Implement framework for benchmarking operations on chain #8327

FUDCo opened this issue Sep 12, 2023 · 1 comment
Assignees
Labels
enhancement New feature or request performance Performance related issues

Comments

@FUDCo
Copy link
Contributor

FUDCo commented Sep 12, 2023

What is the Problem Being Solved?

Right now we don't really have a good way to get performance measurements regarding the operation of contracts or any other code that is running in a vat or vats on chain, short of examining the operation of the production chain itself. Clearly it's not practical or wise to just try things out in production, which makes performance engineering our overall system challenging. We want to fix this by providing tooling for developers to write performance benchmarks, execute them in a mostly realistic environment, and then measure their performance, all in support of a normal development code-test-debug-try-again lifecycle except focused on performance engineering.

Description of the design

To this end, we've identified a couple of different strategies:

Swingset-runner is capable of running arbitrary swingsets and can be adapted to running relatistic benchmarks by adding code to emulate the function of the bridge device and other chain-specific machinery such as that which cosmic-swingset provides. Moreover, swingset-runner already has support for benchmark orchestration and data collection. Since its means of dynamically loading code is by launching vats, a benchmark test itself has to be done from within the swingset via a driver vat that implements the benchmark logic itself. Note that this is quite different from how Ava tests are written, even though we have a strong suspicion that there are quite a few tests that are likely to be the seeds of benchmarks of the functionality that those tests exercise. However, these tests would need substantial adaptation to be run from inside a vat. On the other hand, the resulting performance simulation should be quite accurate. We call this approach the "inside view".

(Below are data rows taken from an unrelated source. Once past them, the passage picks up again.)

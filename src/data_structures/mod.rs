//! Engine data structures: geometry, materials, textures, scene graphs, and instances.
//!
//! - `model` contains vertex layouts, CPU geometry and GPU meshes
//! - `material` contains the standard, toon and basic material descriptors
//! - `texture` contains texture slots, addressing modes and GPU texture creation
//! - `instance` holds per-instance transformation data
//! - `scene_graph` enables hierarchical scene organization

pub mod instance;
pub mod material;
pub mod model;
pub mod scene_graph;
pub mod texture;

Tests written using Ava are capable of driving a swingset from the outside, but Ava itself is not really architected to be a benchmark driver (though we have made a preliminary step in that direction: see #7960). However, a simple benchmark driver framework inspired by Ava but specifically intended for the implementation of benchmarks instead of correctness tests should, in principle, be relatively straightforward to construct. This framework would take care of setting up all the basic chain infrastructure (e.g., by executing the chain bootstrap that gets the vats and devices that constitute the basic Agoric ecosystem up and running), leaving the benchmark authors to only have to implement the parts of the benchmark that involve the specific functionality being measured. This framework would also take care of measuring timing values & other resource usage, then collecting and recording this data, in much the same manner as swingset-runner already does. The principal benefits of this strategy are speed and simplicity from the perspective of the benchmark authors. We call this approach the "outside view".

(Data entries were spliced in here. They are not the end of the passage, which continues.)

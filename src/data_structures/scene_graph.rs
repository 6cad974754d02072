//! Scene graph and hierarchical scene organization.
//!
//! Provides the [`SceneNode`] trait with container and mesh nodes, a flat
//! [`SceneGraph`] of top-level nodes with stable keys, and traversal helpers.
//!
//! Every node carries one or more instances. Each instance is a pair of local
//! and world transform; world transforms are recomputed from the parents'
//! world transforms each frame. A mesh node with several instances draws its
//! geometry once per instance, which is how the clouds share one sphere.

use std::sync::atomic::{AtomicU32, Ordering};

use log::warn;

use crate::{
    data_structures::{instance::Instance, material::Material, model::GeometryHandle},
    render::Instanced,
};

static NEXT_NODE_ID: AtomicU32 = AtomicU32::new(1);

/// Unique id per node, used by the renderer to cache GPU buffers per node.
pub fn next_node_id() -> u32 {
    NEXT_NODE_ID.fetch_add(1, Ordering::Relaxed)
}

pub trait SceneNode {
    fn id(&self) -> u32;

    fn name(&self) -> &str;

    fn get_local_transform(&self, idx: usize) -> Option<Instance>;

    fn set_local_transform(&mut self, idx: usize, instance: Instance);

    fn set_local_transform_all(&mut self, mutation: &mut dyn FnMut(&mut Instance));

    fn get_world_transforms(&self) -> Vec<Instance>;

    /**
     * Instance `i` of this node is placed relative to `parents_world_transform[i]`.
     * Instances without a matching parent transform keep their previous world transform.
     */
    fn update_world_transforms(&mut self, parents_world_transform: &[Instance]);

    fn update_world_transform_all(&mut self) {
        let parents = vec![Instance::default(); self.instance_count()];
        self.update_world_transforms(&parents);
    }

    fn instance_count(&self) -> usize;

    fn get_children(&self) -> &Vec<Box<dyn SceneNode>>;

    fn get_children_mut(&mut self) -> &mut Vec<Box<dyn SceneNode>>;

    fn add_child(&mut self, child: Box<dyn SceneNode>);

    fn as_mesh(&self) -> Option<&MeshNode> {
        None
    }

    fn as_mesh_mut(&mut self) -> Option<&mut MeshNode> {
        None
    }

    fn get_render(&self) -> Vec<Instanced<'_>>;
}

fn update_instances(
    name: &str,
    instances: &mut [(Instance, Instance)],
    parents_world_transform: &[Instance],
) -> Vec<Instance> {
    if parents_world_transform.len() < instances.len() {
        warn!(
            "node {} has {} instances but only {} parent transforms were passed.",
            name,
            instances.len(),
            parents_world_transform.len()
        );
    }
    instances
        .iter_mut()
        .zip(parents_world_transform.iter())
        .for_each(|((local, world), parent)| *world = parent * local);
    instances.iter().map(|(_, world)| world.clone()).collect()
}

/// Groups children under a shared transform without drawing anything itself.
pub struct ContainerNode {
    id: u32,
    name: String,
    pub children: Vec<Box<dyn SceneNode>>,
    pub instances: Vec<(Instance, Instance)>,
}

impl ContainerNode {
    pub fn new(name: &str, amount: usize) -> Self {
        let instances = (0..amount)
            .map(|_| (Instance::default(), Instance::default()))
            .collect();
        Self {
            id: next_node_id(),
            name: name.to_string(),
            children: vec![],
            instances,
        }
    }
}

impl SceneNode for ContainerNode {
    fn id(&self) -> u32 {
        self.id
    }

    fn name(&self) -> &str {
        &self.name
    }

    fn get_local_transform(&self, idx: usize) -> Option<Instance> {
        self.instances.get(idx).map(|(local, _)| local).cloned()
    }

    fn set_local_transform(&mut self, idx: usize, instance: Instance) {
        if let Some((local, _)) = self.instances.get_mut(idx) {
            *local = instance;
        }
    }

    fn set_local_transform_all(&mut self, mutation: &mut dyn FnMut(&mut Instance)) {
        self.instances
            .iter_mut()
            .for_each(|(local, _)| mutation(local));
    }

    fn get_world_transforms(&self) -> Vec<Instance> {
        self.instances
            .iter()
            .map(|(_, world)| world)
            .cloned()
            .collect()
    }

    fn update_world_transforms(&mut self, parents_world_transform: &[Instance]) {
        let world_transforms =
            update_instances(&self.name, &mut self.instances, parents_world_transform);
        for child in self.children.iter_mut() {
            child.update_world_transforms(&world_transforms);
        }
    }

    fn instance_count(&self) -> usize {
        self.instances.len()
    }

    fn get_children(&self) -> &Vec<Box<dyn SceneNode>> {
        &self.children
    }

    fn get_children_mut(&mut self) -> &mut Vec<Box<dyn SceneNode>> {
        &mut self.children
    }

    fn add_child(&mut self, child: Box<dyn SceneNode>) {
        self.children.push(child);
    }

    fn get_render(&self) -> Vec<Instanced<'_>> {
        self.children
            .iter()
            .flat_map(|child| child.get_render())
            .collect()
    }
}

/// A drawable node: one geometry with one material, drawn once per instance.
pub struct MeshNode {
    id: u32,
    name: String,
    pub geometry: GeometryHandle,
    pub material: Material,
    children: Vec<Box<dyn SceneNode>>,
    instances: Vec<(Instance, Instance)>,
}

impl MeshNode {
    pub fn new(name: &str, geometry: GeometryHandle, material: Material) -> Self {
        Self::with_instances(name, geometry, material, vec![Instance::default()])
    }

    pub fn with_instances(
        name: &str,
        geometry: GeometryHandle,
        material: Material,
        instances: Vec<Instance>,
    ) -> Self {
        let instances = instances
            .into_iter()
            .map(|instance| (instance.clone(), instance))
            .collect();
        Self {
            id: next_node_id(),
            name: name.to_string(),
            geometry,
            material,
            children: vec![],
            instances,
        }
    }

    pub fn local_transforms(&self) -> impl Iterator<Item = &Instance> {
        self.instances.iter().map(|(local, _)| local)
    }
}

impl SceneNode for MeshNode {
    fn id(&self) -> u32 {
        self.id
    }

    fn name(&self) -> &str {
        &self.name
    }

    fn get_local_transform(&self, idx: usize) -> Option<Instance> {
        self.instances.get(idx).map(|(local, _)| local).cloned()
    }

    fn set_local_transform(&mut self, idx: usize, instance: Instance) {
        if let Some((local, _)) = self.instances.get_mut(idx) {
            *local = instance;
        }
    }

    fn set_local_transform_all(&mut self, mutation: &mut dyn FnMut(&mut Instance)) {
        self.instances
            .iter_mut()
            .for_each(|(local, _)| mutation(local));
    }

    fn get_world_transforms(&self) -> Vec<Instance> {
        self.instances
            .iter()
            .map(|(_, world)| world)
            .cloned()
            .collect()
    }

    fn update_world_transforms(&mut self, parents_world_transform: &[Instance]) {
        let world_transforms =
            update_instances(&self.name, &mut self.instances, parents_world_transform);
        for child in self.children.iter_mut() {
            child.update_world_transforms(&world_transforms);
        }
    }

    fn instance_count(&self) -> usize {
        self.instances.len()
    }

    fn get_children(&self) -> &Vec<Box<dyn SceneNode>> {
        &self.children
    }

    fn get_children_mut(&mut self) -> &mut Vec<Box<dyn SceneNode>> {
        &mut self.children
    }

    fn add_child(&mut self, child: Box<dyn SceneNode>) {
        self.children.push(child);
    }

    fn as_mesh(&self) -> Option<&MeshNode> {
        Some(self)
    }

    fn as_mesh_mut(&mut self) -> Option<&mut MeshNode> {
        Some(self)
    }

    fn get_render(&self) -> Vec<Instanced<'_>> {
        self.children
            .iter()
            .flat_map(|child| child.get_render())
            .chain([Instanced {
                id: self.id,
                geometry: self.geometry,
                material: &self.material,
                instances: self.get_world_transforms(),
            }])
            .collect()
    }
}

/// Visits `node` and all of its descendants, parents before children.
pub fn traverse(node: &dyn SceneNode, visit: &mut dyn FnMut(&dyn SceneNode)) {
    visit(node);
    for child in node.get_children() {
        traverse(child.as_ref(), visit);
    }
}

/// Mutable pre-order traversal.
pub fn traverse_mut(node: &mut dyn SceneNode, visit: &mut dyn FnMut(&mut dyn SceneNode)) {
    visit(&mut *node);
    for child in node.get_children_mut() {
        traverse_mut(child.as_mut(), visit);
    }
}

/// Replaces the material of every mesh below (and including) `root` with a
/// toon material that keeps the original colour map. Returns the number of
/// meshes touched.
pub fn apply_toon_shading(root: &mut dyn SceneNode) -> usize {
    let mut replaced = 0;
    traverse_mut(root, &mut |node| {
        if let Some(mesh) = node.as_mesh_mut() {
            mesh.material = mesh.material.to_toon();
            replaced += 1;
        }
    });
    replaced
}

/// Key of a top-level node in a [`SceneGraph`].
#[derive(Copy, Clone, Debug, PartialEq, Eq, Hash)]
pub struct NodeKey(usize);

/// The scene root. Top-level nodes are inserted and never removed, so their
/// keys stay valid for the lifetime of the graph.
#[derive(Default)]
pub struct SceneGraph {
    nodes: Vec<Box<dyn SceneNode>>,
}

impl SceneGraph {
    pub fn insert(&mut self, node: Box<dyn SceneNode>) -> NodeKey {
        self.nodes.push(node);
        NodeKey(self.nodes.len() - 1)
    }

    pub fn get(&self, key: NodeKey) -> Option<&Box<dyn SceneNode>> {
        self.nodes.get(key.0)
    }

    pub fn get_mut(&mut self, key: NodeKey) -> Option<&mut Box<dyn SceneNode>> {
        self.nodes.get_mut(key.0)
    }

    pub fn len(&self) -> usize {
        self.nodes.len()
    }

    pub fn is_empty(&self) -> bool {
        self.nodes.is_empty()
    }

    pub fn nodes(&self) -> impl Iterator<Item = &Box<dyn SceneNode>> {
        self.nodes.iter()
    }

    pub fn update_world_transforms(&mut self) {
        self.nodes
            .iter_mut()
            .for_each(|node| node.update_world_transform_all());
    }

    pub fn get_render(&self) -> Vec<Instanced<'_>> {
        self.nodes
            .iter()
            .flat_map(|node| node.get_render())
            .collect()
    }
}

In principle these two approaches are complementary, though it seems likely that one or the other will become the dominant form (I'd bet on that being the outside view approach due to developer convenience, though I personally like the inside view approach more).

Other considerations

This issue is an epic to track our work on these frameworks. Note that as of this writing, substantial development work on both fronts has already happened (in particular, the first pass at the inside view has already landed in the form of PR #8239). This issue is backfilling the informal plan that we have already been following, so that it can be properly tracked and monitored in our project management system.

Tasks

@FUDCo
Copy link
Contributor Author

FUDCo commented Sep 21, 2023

Here is a list of plausible benchmarking tool features which have not yet been implemented.

One major reason these haven't been implemented is that we lack enough operational experience with this very immature tooling to know if these features are things we actually need or want yet. But somebody thought of them and so I'm collecting them here so the ideas don't get lost.

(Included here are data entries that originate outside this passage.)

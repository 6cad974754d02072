use std::sync::Arc;

use cgmath::Vector3;
use toon_flight::{
    SceneConfig,
    config::CloudConfig,
    data_structures::{
        instance::Instance,
        material::{Material, StandardMaterial},
        model::Geometry,
        scene_graph::{SceneNode, traverse},
        texture::{TextureHandle, WrapMode},
    },
    resources::{ImageData, MeshData, ModelData, NodeData, mesh},
    scene::Load,
};

/// The default scene with a fixed cloud layout.
pub fn seeded_config() -> SceneConfig {
    SceneConfig {
        clouds: CloudConfig {
            seed: Some(7),
            ..SceneConfig::default().clouds
        },
        ..SceneConfig::default()
    }
}

pub fn triangle(name: &str) -> Geometry {
    let mut geometry = mesh::plane(name, 1.0, 1.0);
    geometry.indices.truncate(3);
    geometry
}

pub fn standard(map: Option<usize>, normal_map: Option<usize>) -> Material {
    Material::Standard(StandardMaterial {
        colour: [0.5, 0.25, 0.125, 1.0],
        map: map.map(TextureHandle),
        normal_map: normal_map.map(TextureHandle),
        metalness: 0.3,
        roughness: 0.6,
    })
}

pub fn loaded_image(name: &str) -> ImageData {
    ImageData {
        name: name.to_string(),
        wrap_s: WrapMode::Repeat,
        wrap_t: WrapMode::Repeat,
        image: Load::Loaded(Arc::new(image::RgbaImage::from_pixel(
            2,
            2,
            image::Rgba([10, 20, 30, 255]),
        ))),
    }
}

/**
 * A small aircraft: a fuselage with one textured primitive and a propeller
 * child with two primitives, one textured and one plain.
 */
pub fn aircraft() -> ModelData {
    let propeller = NodeData {
        name: "propeller".to_string(),
        transform: Instance::from(Vector3::new(0.0, 0.0, 2.0)),
        meshes: vec![
            MeshData {
                geometry: triangle("hub"),
                material: standard(None, None),
            },
            MeshData {
                geometry: triangle("blades"),
                material: standard(Some(1), None),
            },
        ],
        children: vec![],
    };
    let fuselage = NodeData {
        name: "fuselage".to_string(),
        transform: Instance::default(),
        meshes: vec![MeshData {
            geometry: triangle("fuselage"),
            material: standard(Some(0), Some(1)),
        }],
        children: vec![propeller],
    };
    ModelData {
        root: NodeData {
            name: "Scene".to_string(),
            transform: Instance::default(),
            meshes: vec![],
            children: vec![fuselage],
        },
        images: vec![loaded_image("body"), loaded_image("propeller")],
    }
}

/// Materials of every mesh below `root`, in traversal order.
pub fn mesh_materials(root: &dyn SceneNode) -> Vec<(String, Material)> {
    let mut materials = Vec::new();
    traverse(root, &mut |node| {
        if let Some(mesh) = node.as_mesh() {
            materials.push((node.name().to_string(), mesh.material.clone()));
        }
    });
    materials
}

  • Per round setup and teardown functions, to complement the overall benchmark setup and teardown functions
  • Alternate stop criteria instead of or in addition to the number of rounds
    • Total elapsed time running benchmark rounds
    • A custom "stop?" predicated provided by the benchmark author as part of the benchmark definition
  • "Agent" definitions selected via a benchmark configuration option
  • Swingset configuration and/or chain configuration selected from a palette of pre-configured choices or specified directly by providing paths to configuration files
  • Use globbing instead of regexps for benchmark selection filters

FUDCo added a commit that referenced this issue Sep 22, 2023
`PassableEncoding` (not to be confused with `encodePassable`) was a non-standard
serialization scheme used in some tests, which encoded remote references in-band
using Symbols with magic names rather than using the normal marshal package
machinery that puts these into the 'slots' element of the standard capdata
format.  This bypassed various message filtering and transformation logic in the
kernel and also required special methods to be present in the bootstrap vat to
translate this encoding and relay messages to their actual intended
destinations.

This has now been removed.  The relatively small number of tests which used
`passableEncoding` have been updated to use `kmarshal` instead.  Messages and
data are now encoded in a form that all the other code understands.  Test
messages are also now delivered directly to their destinations without having to
count on the existence of a relayer.

In support of this, the controller's `queueToVatRoot` method has been augmented
by the addition of a `queueToVatObject` method, allowing tests to send messages
to specific objects, targeted using remotable references of the sort returned
by `kunser`.  The test support library that a lot of the bootstrap tests use
has been updated to use this improved mechanism.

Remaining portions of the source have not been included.